19 de jun. de 2010

A Língua Portuguesa está órfã

Aos 87 anos, morre o autor Jóse SaramagoFoi com esta frase que o apresentador Serginho Groisman definiu em um tweet – que ironia...– a triste perda que nós sofremos hoje: às 12h30 (horário local), morreu José Saramago, em sua residência de Lanzarote, aos 87 anos de idade, em consequência de uma múltipla falha orgânica, após uma prolongada doença.

A notícia matinal pegou-me de surpresa. Percebi que, talvez por ingenuidade ou egoísmo, achava que Saramago escreveria para sempre. Que eu sempre estaria esperando seu próximo livro ou suas próximas considerações sobre o mundo atual. Obviamente, estava  enganado. Há morte chega mesmo para os gênios, os sábios. Mesmo para os imortais.

Saranago na cerimônia do NobelVencedor do prêmio Nobel de Literatura em 1998, acho incontestável que a obra de Saramago ajudou a definir a chamada literatura do século XX. Dotados de sarcasmo e de um humor ácido, aliado a uma sensibilidade ilimitada, seus livros eram muitas vezes de uma genialidade polêmica.

Foi através de A balsa de Pedra que entendi o sonho português. Do Memorial do Convento que entendi sua melancolia. Com História do Cerco de Lisboa aprendi sobre mim mesmo.  Já o Ensaio Sobre a Cegueira falou-me do ser humano. E foi assim, livro após livro, que este português descrito pelo New York Times como “austero e seco” foi me cativando com seus textos.

Ateu convicto e profundamente anti-religioso, Saramago foi também um homem crítico. Denunciou injustiças. Não tinha medo de falar de política, de escrever e de dizer o que pensava. Comprou brigas pessoas e entidades importantes como o Vaticano, o político italiano Silvio Berlusconi e até com o estado de Israel. Talvez seja por isso que de todos os principais jornais de língua anglo-saxonica, o Times tenha sido o único que deu o devido destaque a sua morte, na primeira página.

Em 2008 permitiu que seu livro Ensaio sobre a cegueira fosse levado às telas pelo cineasta brasileiro Fernando Meirelles. Sua única exigência? Que a produção não incluísse nenhuma referência de lugar na história. Queria que o filme fosse o mais universal possível. Conseguiu.

Saramago e sua esposa, Pilar del Río. Recentemente parti de uma de suas declarações ao escrever um post aqui para a Perene Discussão. Lembrar disso faz com que eu reflita um pouco sobre o que disse no início deste texto sobre a perda de Saramago. Na verdade, estava novamente enganado. Saramago só mudou de forma. Como diria Alotysio Ullmann sobre a morte do filósofo romano Marco Aurélio: deixou a vida para juntar-se ao cosmos. Sua obra continua imortal.

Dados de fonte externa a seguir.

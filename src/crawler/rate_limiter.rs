//! Per-target request spacing
//!
//! Each key (a host) owns a slot holding the instant of its last grant. Callers
//! queue on the slot's async mutex, which hands out the lock in FIFO order, so a
//! waiting worker is never starved by later arrivals.

use std::collections::HashMap;
use std::sync::{Arc, Mutex, PoisonError};
use std::time::Duration;
use tokio::time::Instant;

type Slot = Arc<tokio::sync::Mutex<Option<Instant>>>;

/// Enforces a minimum interval between grants for the same key
#[derive(Debug)]
pub struct RateLimiter {
    delay: Duration,
    slots: Mutex<HashMap<String, Slot>>,
}

impl RateLimiter {
    /// Creates a limiter with the given minimum interval
    pub fn new(delay: Duration) -> Self {
        Self {
            delay,
            slots: Mutex::new(HashMap::new()),
        }
    }

    /// Waits until a request to `key` is allowed, then records the grant
    ///
    /// The slot lock is held while sleeping, which both serializes grants for
    /// the key and preserves arrival order.
    ///
    /// # Returns
    ///
    /// The instant the grant was recorded
    pub async fn acquire(&self, key: &str) -> Instant {
        let slot = self.slot(key);
        let mut last_grant = slot.lock().await;

        if let Some(last) = *last_grant {
            let ready_at = last + self.delay;
            if ready_at > Instant::now() {
                tracing::trace!(key, wait = ?(ready_at - Instant::now()), "Rate limiting request");
                tokio::time::sleep_until(ready_at).await;
            }
        }

        let granted = Instant::now();
        *last_grant = Some(granted);
        granted
    }

    fn slot(&self, key: &str) -> Slot {
        let mut slots = self.slots.lock().unwrap_or_else(PoisonError::into_inner);
        slots
            .entry(key.to_string())
            .or_insert_with(|| Arc::new(tokio::sync::Mutex::new(None)))
            .clone()
    }
}
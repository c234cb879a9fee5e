//! Crawler module for acquiring and ingesting filings
//!
//! This module contains the acquisition pipeline, including:
//! - Rate limiting, retry and circuit breaking around every request
//! - HTTP fetching with escalation to a headless-browser fallback
//! - Table parsing and record normalization
//! - Pass orchestration and the monitor loop

pub mod breaker;
pub mod browser;
mod coordinator;
pub mod fetcher;
pub mod normalize;
pub mod parser;
pub mod rate_limiter;
pub mod retry;
mod scheduler;

pub use breaker::CircuitBreaker;
pub use browser::{build_renderer, BrowserPool, DisabledRenderer, PageRenderer};
pub use coordinator::{breaker_wait, Coordinator, SourceContext};
pub use fetcher::{build_http_client, classify_response, FetchRequest, PrimaryFetcher, RawPage};
pub use normalize::{natural_key, RecordNormalizer};
pub use parser::{parse_table, ParsedTable, RawRow};
pub use rate_limiter::RateLimiter;
pub use retry::RetryPolicy;
pub use scheduler::{due_jobs, next_wake, Scheduler};
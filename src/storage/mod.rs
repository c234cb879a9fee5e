//! Storage module for persisting filings
//!
//! This module handles all database operations, including:
//! - SQLite database initialization and schema management
//! - Deduplicating, append-only trade upserts
//! - Per-source schedule state persistence
//! - Run tracking

mod dedup;
mod schema;
mod sqlite;
mod traits;

pub use dedup::{resolve, Resolution};
pub use sqlite::SqliteStorage;
pub use traits::{Storage, StorageError, StorageResult};

use chrono::{NaiveDate, NaiveDateTime};
use std::fmt;

/// Storage format for filing timestamps
pub const DATETIME_FORMAT: &str = "%Y-%m-%d %H:%M:%S";

/// Storage format for trade dates
pub const DATE_FORMAT: &str = "%Y-%m-%d";

/// SEC transaction code of a filing
#[derive(Debug, Clone, Copy, PartialEq, Eq, Hash)]
pub enum TradeCode {
    Purchase,
    Sale,
    /// Sale following an option exercise (`S - Sale+OE`)
    SaleAfterExercise,
    Gift,
    Award,
    Disposition,
    OptionExercise,
    DerivativeExercise,
    TaxWithholding,
    Conversion,
    Inheritance,
    Unknown,
}

impl TradeCode {
    pub fn as_str(&self) -> &'static str {
        match self {
            Self::Purchase => "P",
            Self::Sale => "S",
            Self::SaleAfterExercise => "S+",
            Self::Gift => "G",
            Self::Award => "A",
            Self::Disposition => "D",
            Self::OptionExercise => "M",
            Self::DerivativeExercise => "X",
            Self::TaxWithholding => "F",
            Self::Conversion => "C",
            Self::Inheritance => "W",
            Self::Unknown => "UNK",
        }
    }

    /// Parses a stored code; unrecognized values map to `Unknown`
    pub fn from_db_string(s: &str) -> Self {
        match s {
            "P" => Self::Purchase,
            "S" => Self::Sale,
            "S+" => Self::SaleAfterExercise,
            "G" => Self::Gift,
            "A" => Self::Award,
            "D" => Self::Disposition,
            "M" => Self::OptionExercise,
            "X" => Self::DerivativeExercise,
            "F" => Self::TaxWithholding,
            "C" => Self::Conversion,
            "W" => Self::Inheritance,
            _ => Self::Unknown,
        }
    }
}

impl fmt::Display for TradeCode {
    fn fmt(&self, f: &mut fmt::Formatter<'_>) -> fmt::Result {
        f.write_str(self.as_str())
    }
}

/// A normalized filing
///
/// Records are immutable once built; a changed filing is stored as a new
/// revision under the same `hash_id`.
#[derive(Debug, Clone, PartialEq)]
pub struct TradeRecord {
    /// Natural-key hash, the only dedup identity
    pub hash_id: String,
    pub insider_name: String,
    pub title: Option<String>,
    pub ticker: String,
    pub company_name: Option<String>,
    pub filing_date: NaiveDateTime,
    pub trade_date: NaiveDate,
    pub trade_code: TradeCode,
    pub price: Option<f64>,
    pub quantity: Option<i64>,
    pub owned: Option<i64>,
    /// Ownership change as a fraction (0.05 for `+5%`)
    pub delta_own: Option<f64>,
    pub value: Option<f64>,
    pub form_url: Option<String>,
    pub source: String,
}

impl TradeRecord {
    /// Compares every field except `source`
    ///
    /// The same filing is listed by several sources; seeing it elsewhere is not
    /// a change.
    pub fn same_content(&self, other: &TradeRecord) -> bool {
        self.hash_id == other.hash_id
            && self.insider_name == other.insider_name
            && self.title == other.title
            && self.ticker == other.ticker
            && self.company_name == other.company_name
            && self.filing_date == other.filing_date
            && self.trade_date == other.trade_date
            && self.trade_code == other.trade_code
            && self.price == other.price
            && self.quantity == other.quantity
            && self.owned == other.owned
            && self.delta_own == other.delta_own
            && self.value == other.value
            && self.form_url == other.form_url
    }
}

/// A persisted revision of a filing
#[derive(Debug, Clone)]
pub struct StoredTrade {
    pub id: i64,
    pub revision: u32,
    pub scraped_at: String,
    pub record: TradeRecord,
}

/// Counts from one `upsert_batch` call
#[derive(Debug, Clone, Copy, Default, PartialEq, Eq)]
pub struct UpsertSummary {
    pub inserted_new: u64,
    pub inserted_changed: u64,
    pub unchanged: u64,
    /// Constraint violations and in-batch duplicates
    pub skipped: u64,
}

impl UpsertSummary {
    pub fn inserted(&self) -> u64 {
        self.inserted_new + self.inserted_changed
    }

    pub fn add(&mut self, other: &UpsertSummary) {
        self.inserted_new += other.inserted_new;
        self.inserted_changed += other.inserted_changed;
        self.unchanged += other.unchanged;
        self.skipped += other.skipped;
    }
}

/// What a run was started for
#[derive(Debug, Clone, Copy, PartialEq, Eq)]
pub enum RunMode {
    Full,
    Check,
    Monitor,
}

impl RunMode {
    pub fn to_db_string(&self) -> &'static str {
        match self {
            Self::Full => "full",
            Self::Check => "check",
            Self::Monitor => "monitor",
        }
    }

    pub fn from_db_string(s: &str) -> Option<Self> {
        match s {
            "full" => Some(Self::Full),
            "check" => Some(Self::Check),
            "monitor" => Some(Self::Monitor),
            _ => None,
        }
    }
}

/// Status of a run
#[derive(Debug, Clone, Copy, PartialEq, Eq)]
pub enum RunStatus {
    Running,
    /// Every dispatched source succeeded
    Completed,
    /// Some sources failed, at least one succeeded
    Partial,
    Failed,
    Interrupted,
}

impl RunStatus {
    pub fn to_db_string(&self) -> &'static str {
        match self {
            Self::Running => "running",
            Self::Completed => "completed",
            Self::Partial => "partial",
            Self::Failed => "failed",
            Self::Interrupted => "interrupted",
        }
    }

    pub fn from_db_string(s: &str) -> Option<Self> {
        match s {
            "running" => Some(Self::Running),
            "completed" => Some(Self::Completed),
            "partial" => Some(Self::Partial),
            "failed" => Some(Self::Failed),
            "interrupted" => Some(Self::Interrupted),
            _ => None,
        }
    }
}

impl fmt::Display for RunStatus {
    fn fmt(&self, f: &mut fmt::Formatter<'_>) -> fmt::Result {
        f.write_str(self.to_db_string())
    }
}

/// Totals written when a run finishes
#[derive(Debug, Clone, Copy, Default, PartialEq, Eq)]
pub struct RunTotals {
    pub sources_ok: u64,
    pub sources_failed: u64,
    pub records_new: u64,
    pub records_changed: u64,
    pub records_skipped: u64,
}

/// Represents a run in the database
#[derive(Debug, Clone)]
pub struct RunRecord {
    pub id: i64,
    pub mode: RunMode,
    pub started_at: String,
    pub finished_at: Option<String>,
    pub status: RunStatus,
    pub totals: RunTotals,
}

Encerro aqui com o último texto postado em seu blog, Outros Cadernos de Saramago – que não poderia ser uma despedida mais adequada:

"Acho que na sociedade actual nos falta filosofia. Filosofia como espaço, lugar, método de refexão, que pode não ter um objectivo determinado, como a ciência, que avança para satisfazer objectivos. Falta-nos reflexão, pensar, precisamos do trabalho de pensar, e parece-me que, sem ideias, não vamos a parte nenhuma"

Um comentário:

Débora & Paul disse...

Imagine você que três dias antes eu comecei a escrever um post justamente sobre o blog de Saramago. Até Saramago havia se rendido a blogsfera. Blogueiro como nós. Como foi motivador descobrir esse companheiro de peso!
Mas infelizmente este post se perdeu tempo e no espaço: no tempo porque agora já não fala mais do que é, mas sim do que um dia já foi - ou, se preferir, fala somente do que é, do cristalizado como um objeto imutável (injusto com Saramago, não? Tratá-lo como um objeto acabado) - e no espaço porque coincidentemente este post se perdeu no espaço físico do meu HD antigo. :P
Da morte dele ficam seus textos, a nostalgia por um gênio e a esperança que em breve surja outro literário que possa vir a preencher parte do vazio deixado.